It’s wonderful to have Peter Adamson’s perspective on this perpetual problem in teaching the history of philosophy: whom do I cover, and whom do I leave out? Adamson, of course, is bravely executing “The History of Philosophy Without Any Gaps” podcast. He knows it’s impossible, but he’s doing what he can do give some basic treatment of philosophy from all times and places. I’ve heard a few of the podcasts, but have recently gone to the very beginning and am listening in order while I’m having to haul my body from one place to another. He’s endearingly nerdy and silly, and also absolutely genuine and responsible. He’s doing a good thing.
The basic tension is that teachers feel obligated to cover “the greats” – the people whose names students really must recognize, and will most likely encounter in other classes or books or conversations. But at the same time, these “greats” in the western tradition tend to be all men, precisely because women have for such a long time been forbidden or at least strongly discouraged from participating. Whether we mean to or not, we perpetuate the discrimination by not including women philosophers, since undergraduate women often come away with the sense that this is a game for boys. And even setting that important issue aside, there are loads of wonderful, intriguing philosophers from history who did not make the “A-list” for reasons having nothing to do with intrinsic merits of their writing. Accidents of history, and all that.

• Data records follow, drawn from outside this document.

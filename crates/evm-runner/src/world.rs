//! In-memory world state that remembers every account the interpreter asked for.
use std::{collections::BTreeSet, convert::Infallible};

use revm::{
    bytecode::Bytecode,
    database::{CacheDB, EmptyDB},
    database_interface::{Database, DatabaseCommit, DatabaseRef},
    primitives::{Address, B256, KECCAK_EMPTY, StorageKey, StorageValue, U256},
    state::{AccountInfo, EvmState},
};

#[derive(Debug, Default)]
pub struct WorldState {
    db: CacheDB<EmptyDB>,
    queried: BTreeSet<Address>,
}

impl WorldState {
    pub fn new() -> Self {
        Self::default()
    }

    /// Every address loaded by any execution so far, in ascending order.
    pub fn queried_accounts(&self) -> Vec<Address> {
        self.queried.iter().copied().collect()
    }

    pub fn account(&self, address: Address) -> Option<AccountInfo> {
        unwrap_infallible(self.db.basic_ref(address))
    }

    pub fn nonce(&self, address: Address) -> u64 {
        self.account(address).map_or(0, |info| info.nonce)
    }

    pub fn balance(&self, address: Address) -> U256 {
        self.account(address).map_or(U256::ZERO, |info| info.balance)
    }

    /// Runtime code held by `address`, if any.
    pub fn code(&self, address: Address) -> Option<Bytecode> {
        let info = self.account(address)?;
        if info.code_hash == KECCAK_EMPTY {
            return None;
        }
        let code = match info.code {
            Some(code) => code,
            None => unwrap_infallible(self.db.code_by_hash_ref(info.code_hash)),
        };
        (!code.is_empty()).then_some(code)
    }

    pub fn has_code(&self, address: Address) -> bool {
        self.code(address).is_some()
    }

    pub fn storage(&self, address: Address, slot: StorageKey) -> StorageValue {
        unwrap_infallible(self.db.storage_ref(address, slot))
    }

    pub fn insert_account_info(&mut self, address: Address, info: AccountInfo) {
        self.db.insert_account_info(address, info);
    }

    pub fn set_balance(&mut self, address: Address, balance: U256) {
        let mut info = self.account(address).unwrap_or_default();
        info.balance = balance;
        self.insert_account_info(address, info);
    }

    /// Replaces the code at `address`, keeping balance, nonce and storage.
    /// Empty `code` leaves the account without code.
    pub fn set_code(&mut self, address: Address, code: Bytecode) {
        let mut info = self.account(address).unwrap_or_default();
        if code.is_empty() {
            info.code_hash = KECCAK_EMPTY;
            info.code = None;
        } else {
            info.code_hash = code.hash_slow();
            info.code = Some(code);
        }
        self.insert_account_info(address, info);
    }

    pub(crate) fn apply(&mut self, changes: EvmState) {
        self.db.commit(changes);
    }
}

impl Database for WorldState {
    type Error = Infallible;

    fn basic(&mut self, address: Address) -> Result<Option<AccountInfo>, Self::Error> {
        self.queried.insert(address);
        self.db.basic(address)
    }

    fn code_by_hash(&mut self, code_hash: B256) -> Result<Bytecode, Self::Error> {
        self.db.code_by_hash(code_hash)
    }

    fn storage(&mut self, address: Address, index: StorageKey) -> Result<StorageValue, Self::Error> {
        self.db.storage(address, index)
    }

    fn block_hash(&mut self, number: u64) -> Result<B256, Self::Error> {
        self.db.block_hash(number)
    }
}

fn unwrap_infallible<T>(result: Result<T, Infallible>) -> T {
    match result {
        Ok(value) => value,
        Err(never) => match never {},
    }
}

But every school term is limited. Peter nails the tension head-on:
Are you really going to drop Aquinas from your medieval philosophy course to make room for Eriugena, or skip over Hume to accommodate Mary Wollstonecraft when teaching modern philosophy?
And his answer swiftly follows:
But what I’ve come to think is that we should give up on trying to cover “all the important things.” For this is impossible by a very large margin. You might tell yourself you have covered the important medieval philosophers if you’ve done Anselm, Abelard, Avicenna, Aquinas, Scotus, and Ockham. That’s an impressive line-up, no doubt. It’s a lot more medieval philosophy than most undergraduate students will ever read, and even gets in a thinker from the Islamic world. But do these big names really have a greater claim on our attention than Eriugena, Hildegard of Bingen, John Buridan, Meister Eckhart, and Fakhr al-Din al-Razi?

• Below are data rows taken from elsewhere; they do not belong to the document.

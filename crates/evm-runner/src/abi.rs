//! ABI helpers bridging `ethers-core` tokens and `revm` primitives.
use ethers_core::{
    abi::{self, AbiParser, ParamType, Token},
    types::{H160, U256 as AbiU256},
    utils::id,
};
use revm::primitives::{Address, U256};

use crate::RunnerError;

/// Canonical ABI type of a token. Unsized integers are taken to be 256 bits wide.
pub fn param_type_of(token: &Token) -> Result<ParamType, RunnerError> {
    Ok(match token {
        Token::Address(_) => ParamType::Address,
        Token::FixedBytes(bytes) => ParamType::FixedBytes(bytes.len()),
        Token::Bytes(_) => ParamType::Bytes,
        Token::Int(_) => ParamType::Int(256),
        Token::Uint(_) => ParamType::Uint(256),
        Token::Bool(_) => ParamType::Bool,
        Token::String(_) => ParamType::String,
        Token::FixedArray(items) => {
            let first = items
                .first()
                .ok_or_else(|| RunnerError::UntypedArgument(token.to_string()))?;
            ParamType::FixedArray(Box::new(param_type_of(first)?), items.len())
        }
        Token::Array(items) => {
            let first = items
                .first()
                .ok_or_else(|| RunnerError::UntypedArgument(token.to_string()))?;
            ParamType::Array(Box::new(param_type_of(first)?))
        }
        Token::Tuple(items) => ParamType::Tuple(
            items
                .iter()
                .map(param_type_of)
                .collect::<Result<Vec<_>, _>>()?,
        ),
    })
}

/// `name(type,...)` for a method called with `args`.
pub fn method_signature(method: &str, args: &[Token]) -> Result<String, RunnerError> {
    let types = args
        .iter()
        .map(param_type_of)
        .collect::<Result<Vec<_>, _>>()?;
    let types = types
        .iter()
        .map(ParamType::to_string)
        .collect::<Vec<_>>()
        .join(",");
    Ok(format!("{method}({types})"))
}

/// Selector followed by the encoded arguments, with types inferred from the tokens.
pub fn encode_invoke(method: &str, args: &[Token]) -> Result<Vec<u8>, RunnerError> {
    let signature = method_signature(method, args)?;
    tracing::trace!(target: "evm_runner", "Encoding call to {signature}");
    let mut calldata = id(&signature).to_vec();
    calldata.extend(abi::encode(args));
    Ok(calldata)
}

/// ABI-encodes a function call according to the provided signature.
pub fn encode_function_call(signature: &str, args: &[Token]) -> Result<Vec<u8>, RunnerError> {
    let function = AbiParser::default().parse_function(signature)?;
    let encoded = function.encode_input(args)?;
    Ok(encoded)
}

pub fn decode_output(types: &[ParamType], data: &[u8]) -> Result<Vec<Token>, RunnerError> {
    Ok(abi::decode(types, data)?)
}

pub fn to_abi_address(address: Address) -> H160 {
    H160::from_slice(address.as_slice())
}

pub fn from_abi_address(address: H160) -> Address {
    Address::from(address.0)
}

pub fn to_abi_u256(value: U256) -> AbiU256 {
    AbiU256::from_big_endian(&value.to_be_bytes::<32>())
}

pub fn from_abi_u256(value: AbiU256) -> U256 {
    let mut buf = [0u8; 32];
    value.to_big_endian(&mut buf);
    U256::from_be_bytes(buf)
}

My answer would be no. The fact that such authors are not, or not yet, “canonical” has little to do with historical and philosophical merit and much to do with the historiographical priorities and limited perspectives of previous generations. These generations wrote our textbooks, designed the syllabi for courses we took as students, and decided what to edit, study, and translate—and in so doing, shaped our sense of what is too “important” to leave out. In reality, there are simply too many important thinkers in every period to be fit into any undergraduate historical course, in both the historical and philosophical sense of “important.” And that’s without even getting into “minor” figures like, say, Saadia Gaon, Yahya ibn ‘Adi, Alcuin of York, John of Salisbury, Hadewijch, Radulphus Brito, or Henry of Ghent, all of whom would be well worth teaching to undergraduate students. So when we’re exposing students to any period in the history of philosophy, we should not tell ourselves that we only have time to visit the highlights. In fact we should admit that we don’t even have time to do that.
Peter goes on to recommend that we don’t think of covering the “major” figures as our primary responsibility. We might think in terms of giving a taste of the kinds of problems of the time period, the styles of argument, the big concerns, and the seemingly endless variety of voices. Students who leave class with an informed sense of the complicated landscape of early modern philosophy – metaphysical, social, epistemological, political, religious – will be much better served that those who leave with the sense that there was Descartes, Spinoza, Leibniz, Locke, Berkeley, and Hume — and little else going on.
There is plenty of room for experiment and variation in these matters. One way to dispel the “boys only” sense is to include secondary articles by contemporary female historians of philosophy. One can devote a day to two or three lesser-known figures; or, turning that upside down, one can spend a day providing a thumbnail sketch of a “great,” and then spend two or three days going into greater detail of a lesser-known figure. One can assign an “orthodox narrative” (like Copleston’s) as homework reading, and then use class time to complicate and challenge that narrative.
In the end, I agree with Peter that we can stop thinking of our work in teaching the history of philosophy as something like screwing this or that part onto a chassis as it rolls down the line, thinking that we must make sure that these parts are included for the final product to be functional. A better view is that we are equipping students for much more variable tasks, and a more open-ended future.